As discussed in an earlier blog post, the U.S. Court of Appeals for the District of Columbia Circuit in January overturned the FCC’s previous iteration of the net-neutrality rules. But the court left room for the FCC to pass new rules that could hold up to a challenge. They even went so far as to lay out just what those rules should look like. Wheeler viewed this as an invitation for the FCC to put new net-neutrality rules in place, and announced plans to do so only weeks after the D.C. circuit court’s decision.
Specifically, Wheeler proposed that the FCC should, first, enhance and enforce the FCC’s transparency rule, the only rule left standing in the wake of the court’s decision. The transparency rule requires ISPs to disclose how they manage network traffic. Second, he proposed passing a new no-blocking rule to replace the one overturned by the D.C. circuit court. The court overturned the original rule because the FCC hadn’t offered proper legal justification for it, but told the FCC how to justify a new rule. Finally, he advocated a new, albeit less restrictive, nondiscrimination rule that would protect small online businesses from being phased out of existence in favor of large companies who can afford to pay ISPs for prioritized access to their customers.

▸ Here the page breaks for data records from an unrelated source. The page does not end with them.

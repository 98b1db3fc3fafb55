//! # mini-admin-client
//!
//! Leptos + WASM frontend for the Mini Admin bot interface. Replaces the
//! React admin/user bundles with a single Rust-native UI layer.
//!
//! This crate contains pages, components, the shared chat-store state, the
//! injected bot configuration, and the REST helper for populating the
//! store. An external host serves it: SSR through [`app::shell`] and the
//! `ssr` feature, hydration through [`hydrate`] and the `hydrate` feature.

pub mod app;
pub mod components;
pub mod config;
pub mod net;
pub mod pages;
pub mod state;

/// WASM entry point for client-side hydration.
#[cfg(feature = "hydrate")]
#[wasm_bindgen::prelude::wasm_bindgen]
pub fn hydrate() {
    console_error_panic_hook::set_once();
    let _ = console_log::init_with_level(log::Level::Debug);
    leptos::mount::hydrate_body(app::App);
}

CompTIA’s Take on Wheeler’s Proposal
CompTIA believes all three rules are necessary to protect small businesses. The transparency and no-blocking rule are largely noncontroversial, both legally and politically, and should suffer little resistance on the way to becoming law.
The nondiscrimination rule is a different story entirely. The last nondiscrimination rule was overturned because it didn’t allow for reasonable bargaining flexibility between ISPs and online businesses. The FCC will have to toe a careful line to craft a rule that has enough teeth to protect small businesses, but is not so restrictive that it couldn’t withstand a legal challenge or allow the free market to operate within reasonable guidelines. If it’s not formulated properly, it could very well lead to another lengthy court battle and another two to three years of uncertainty about just how the Internet will be governed.
The FCC is planning to take the next step toward codifying these rules this summer and may release proposed rules as soon as June. CompTIA is planning to work with the FCC throughout the process to ensure that the new net-neutrality rules allow small businesses to continue to compete online.
Matthew Starr is director of public advocacy for CompTIA.